START DATA SUPPLIED

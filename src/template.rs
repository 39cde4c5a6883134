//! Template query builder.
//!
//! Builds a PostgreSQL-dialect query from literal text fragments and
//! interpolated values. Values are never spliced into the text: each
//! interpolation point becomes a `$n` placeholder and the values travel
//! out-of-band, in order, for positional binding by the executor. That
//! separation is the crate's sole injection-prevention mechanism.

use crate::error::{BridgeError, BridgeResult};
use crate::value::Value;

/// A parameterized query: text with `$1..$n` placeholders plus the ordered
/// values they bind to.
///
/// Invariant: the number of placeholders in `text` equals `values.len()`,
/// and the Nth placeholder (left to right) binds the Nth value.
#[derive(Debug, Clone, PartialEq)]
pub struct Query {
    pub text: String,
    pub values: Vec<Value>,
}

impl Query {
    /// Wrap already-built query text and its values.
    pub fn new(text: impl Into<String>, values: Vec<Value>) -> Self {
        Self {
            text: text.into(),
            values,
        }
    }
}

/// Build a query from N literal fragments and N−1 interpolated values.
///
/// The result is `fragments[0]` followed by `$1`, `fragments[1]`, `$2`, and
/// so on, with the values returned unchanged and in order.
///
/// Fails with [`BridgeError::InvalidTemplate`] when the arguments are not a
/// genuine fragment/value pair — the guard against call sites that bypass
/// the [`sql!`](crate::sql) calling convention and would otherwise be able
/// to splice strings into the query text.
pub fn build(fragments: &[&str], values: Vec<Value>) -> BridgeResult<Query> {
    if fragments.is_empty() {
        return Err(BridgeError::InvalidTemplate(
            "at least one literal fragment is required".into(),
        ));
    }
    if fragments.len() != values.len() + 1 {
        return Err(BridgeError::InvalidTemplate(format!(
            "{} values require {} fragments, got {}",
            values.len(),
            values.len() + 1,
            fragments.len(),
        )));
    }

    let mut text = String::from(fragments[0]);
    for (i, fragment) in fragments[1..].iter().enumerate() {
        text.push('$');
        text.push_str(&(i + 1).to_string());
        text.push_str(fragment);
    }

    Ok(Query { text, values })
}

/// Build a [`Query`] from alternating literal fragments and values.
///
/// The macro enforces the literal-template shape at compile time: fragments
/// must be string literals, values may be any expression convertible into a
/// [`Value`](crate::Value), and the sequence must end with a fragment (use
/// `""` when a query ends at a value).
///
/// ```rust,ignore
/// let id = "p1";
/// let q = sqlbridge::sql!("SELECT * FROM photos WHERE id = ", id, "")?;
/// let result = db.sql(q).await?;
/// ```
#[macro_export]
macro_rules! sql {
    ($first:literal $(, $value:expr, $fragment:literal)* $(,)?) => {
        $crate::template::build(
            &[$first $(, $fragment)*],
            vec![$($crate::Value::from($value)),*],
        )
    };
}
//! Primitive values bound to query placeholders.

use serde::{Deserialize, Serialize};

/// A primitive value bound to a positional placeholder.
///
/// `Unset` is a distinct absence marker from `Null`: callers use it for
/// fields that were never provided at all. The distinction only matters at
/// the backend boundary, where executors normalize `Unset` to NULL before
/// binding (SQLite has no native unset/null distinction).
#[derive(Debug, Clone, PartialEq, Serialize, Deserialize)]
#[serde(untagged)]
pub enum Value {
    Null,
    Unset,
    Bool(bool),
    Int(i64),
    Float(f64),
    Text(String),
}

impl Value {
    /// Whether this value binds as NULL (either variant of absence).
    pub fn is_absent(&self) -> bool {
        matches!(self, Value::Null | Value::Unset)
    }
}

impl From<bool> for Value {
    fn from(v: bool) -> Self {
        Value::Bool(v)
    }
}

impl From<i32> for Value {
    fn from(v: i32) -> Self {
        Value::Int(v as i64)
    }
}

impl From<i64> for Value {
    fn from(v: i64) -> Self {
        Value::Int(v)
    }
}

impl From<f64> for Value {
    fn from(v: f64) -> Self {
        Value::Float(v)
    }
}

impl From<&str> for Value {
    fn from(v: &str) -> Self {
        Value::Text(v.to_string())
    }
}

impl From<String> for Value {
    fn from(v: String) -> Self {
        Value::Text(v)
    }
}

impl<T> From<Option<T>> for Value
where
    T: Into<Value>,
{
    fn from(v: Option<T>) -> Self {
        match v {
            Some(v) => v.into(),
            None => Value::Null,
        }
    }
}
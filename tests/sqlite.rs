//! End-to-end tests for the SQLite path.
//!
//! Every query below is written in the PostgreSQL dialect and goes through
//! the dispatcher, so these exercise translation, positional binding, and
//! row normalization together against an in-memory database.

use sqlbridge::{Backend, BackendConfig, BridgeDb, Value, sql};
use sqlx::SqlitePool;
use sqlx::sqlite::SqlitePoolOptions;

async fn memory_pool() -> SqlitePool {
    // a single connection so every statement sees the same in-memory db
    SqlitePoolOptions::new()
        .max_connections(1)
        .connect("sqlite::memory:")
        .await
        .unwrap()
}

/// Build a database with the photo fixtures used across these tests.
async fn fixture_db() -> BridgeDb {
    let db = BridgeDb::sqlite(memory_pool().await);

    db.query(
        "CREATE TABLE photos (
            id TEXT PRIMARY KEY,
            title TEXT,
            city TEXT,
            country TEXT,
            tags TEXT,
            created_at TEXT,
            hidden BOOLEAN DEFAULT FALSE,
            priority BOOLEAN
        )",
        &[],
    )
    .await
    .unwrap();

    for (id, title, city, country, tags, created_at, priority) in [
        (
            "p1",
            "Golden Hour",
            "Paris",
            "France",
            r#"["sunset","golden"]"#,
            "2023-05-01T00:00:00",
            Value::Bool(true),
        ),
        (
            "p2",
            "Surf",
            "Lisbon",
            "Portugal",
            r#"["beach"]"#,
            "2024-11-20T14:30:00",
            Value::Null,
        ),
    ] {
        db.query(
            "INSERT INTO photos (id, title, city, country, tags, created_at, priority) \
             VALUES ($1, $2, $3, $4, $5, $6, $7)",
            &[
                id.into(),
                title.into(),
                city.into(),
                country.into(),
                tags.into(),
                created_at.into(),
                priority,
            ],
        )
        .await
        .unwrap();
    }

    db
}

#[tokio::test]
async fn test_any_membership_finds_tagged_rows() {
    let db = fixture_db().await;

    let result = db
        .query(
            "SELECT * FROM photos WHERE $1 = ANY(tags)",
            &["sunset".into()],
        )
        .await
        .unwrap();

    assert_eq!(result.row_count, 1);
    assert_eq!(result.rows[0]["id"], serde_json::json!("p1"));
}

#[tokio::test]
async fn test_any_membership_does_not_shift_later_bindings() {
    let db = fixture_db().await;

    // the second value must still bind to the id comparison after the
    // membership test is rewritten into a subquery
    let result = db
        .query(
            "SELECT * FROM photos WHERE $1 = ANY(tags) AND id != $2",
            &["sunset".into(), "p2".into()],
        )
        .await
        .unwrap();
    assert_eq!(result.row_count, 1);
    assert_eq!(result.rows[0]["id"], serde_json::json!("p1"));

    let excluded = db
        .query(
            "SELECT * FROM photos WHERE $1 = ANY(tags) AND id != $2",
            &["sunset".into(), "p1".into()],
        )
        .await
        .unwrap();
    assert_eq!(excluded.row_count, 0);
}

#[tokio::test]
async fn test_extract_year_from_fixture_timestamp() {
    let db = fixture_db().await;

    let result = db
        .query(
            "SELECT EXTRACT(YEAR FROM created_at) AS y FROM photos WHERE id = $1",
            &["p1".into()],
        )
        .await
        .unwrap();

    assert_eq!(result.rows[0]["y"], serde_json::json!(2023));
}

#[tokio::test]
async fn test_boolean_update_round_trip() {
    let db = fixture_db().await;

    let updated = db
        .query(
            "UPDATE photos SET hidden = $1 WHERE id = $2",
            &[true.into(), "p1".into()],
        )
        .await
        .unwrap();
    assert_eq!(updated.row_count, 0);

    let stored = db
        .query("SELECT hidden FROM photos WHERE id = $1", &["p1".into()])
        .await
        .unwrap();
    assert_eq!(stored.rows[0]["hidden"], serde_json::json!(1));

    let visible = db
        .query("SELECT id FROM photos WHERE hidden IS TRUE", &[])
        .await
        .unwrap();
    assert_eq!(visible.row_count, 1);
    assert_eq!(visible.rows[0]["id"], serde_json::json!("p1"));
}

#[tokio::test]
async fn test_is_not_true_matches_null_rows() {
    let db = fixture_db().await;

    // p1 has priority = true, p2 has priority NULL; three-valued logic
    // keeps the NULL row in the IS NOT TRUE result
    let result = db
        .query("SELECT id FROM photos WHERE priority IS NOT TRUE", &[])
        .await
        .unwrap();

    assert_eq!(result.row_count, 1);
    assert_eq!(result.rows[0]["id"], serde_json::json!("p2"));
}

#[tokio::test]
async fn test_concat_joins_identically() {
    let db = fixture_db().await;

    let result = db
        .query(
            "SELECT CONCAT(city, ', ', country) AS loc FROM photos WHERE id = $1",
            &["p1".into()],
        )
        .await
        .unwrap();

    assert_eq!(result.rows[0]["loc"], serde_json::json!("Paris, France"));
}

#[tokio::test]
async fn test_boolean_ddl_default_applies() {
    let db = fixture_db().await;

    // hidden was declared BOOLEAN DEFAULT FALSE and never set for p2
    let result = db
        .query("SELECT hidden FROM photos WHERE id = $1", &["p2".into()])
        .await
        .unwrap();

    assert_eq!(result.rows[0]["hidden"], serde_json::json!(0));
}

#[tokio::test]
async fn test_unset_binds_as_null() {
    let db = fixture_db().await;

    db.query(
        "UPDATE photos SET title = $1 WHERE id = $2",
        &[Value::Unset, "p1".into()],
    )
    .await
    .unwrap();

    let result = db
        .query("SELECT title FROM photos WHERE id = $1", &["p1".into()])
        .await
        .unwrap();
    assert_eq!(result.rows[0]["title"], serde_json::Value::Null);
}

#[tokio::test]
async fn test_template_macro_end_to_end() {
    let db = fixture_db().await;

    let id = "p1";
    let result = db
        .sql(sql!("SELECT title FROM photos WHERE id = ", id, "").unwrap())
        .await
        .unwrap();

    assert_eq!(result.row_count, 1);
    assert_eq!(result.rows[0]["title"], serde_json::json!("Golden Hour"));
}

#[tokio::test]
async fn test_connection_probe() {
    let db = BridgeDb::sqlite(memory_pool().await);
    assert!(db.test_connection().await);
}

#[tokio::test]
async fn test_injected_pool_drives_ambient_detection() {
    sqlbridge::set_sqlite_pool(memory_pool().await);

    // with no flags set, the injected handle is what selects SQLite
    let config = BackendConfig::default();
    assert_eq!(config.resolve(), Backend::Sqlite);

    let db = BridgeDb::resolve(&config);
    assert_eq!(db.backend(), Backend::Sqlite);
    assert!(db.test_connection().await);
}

END DATA SUPPLIED

EXERCISE INSTRUCTIONS:
The answer must be every line of the listing that holds the word "Clone".

ANSWER TO THE EXERCISE:
#[derive(Debug, Clone, PartialEq)]
#[derive(Debug, Clone, PartialEq, Serialize, Deserialize)]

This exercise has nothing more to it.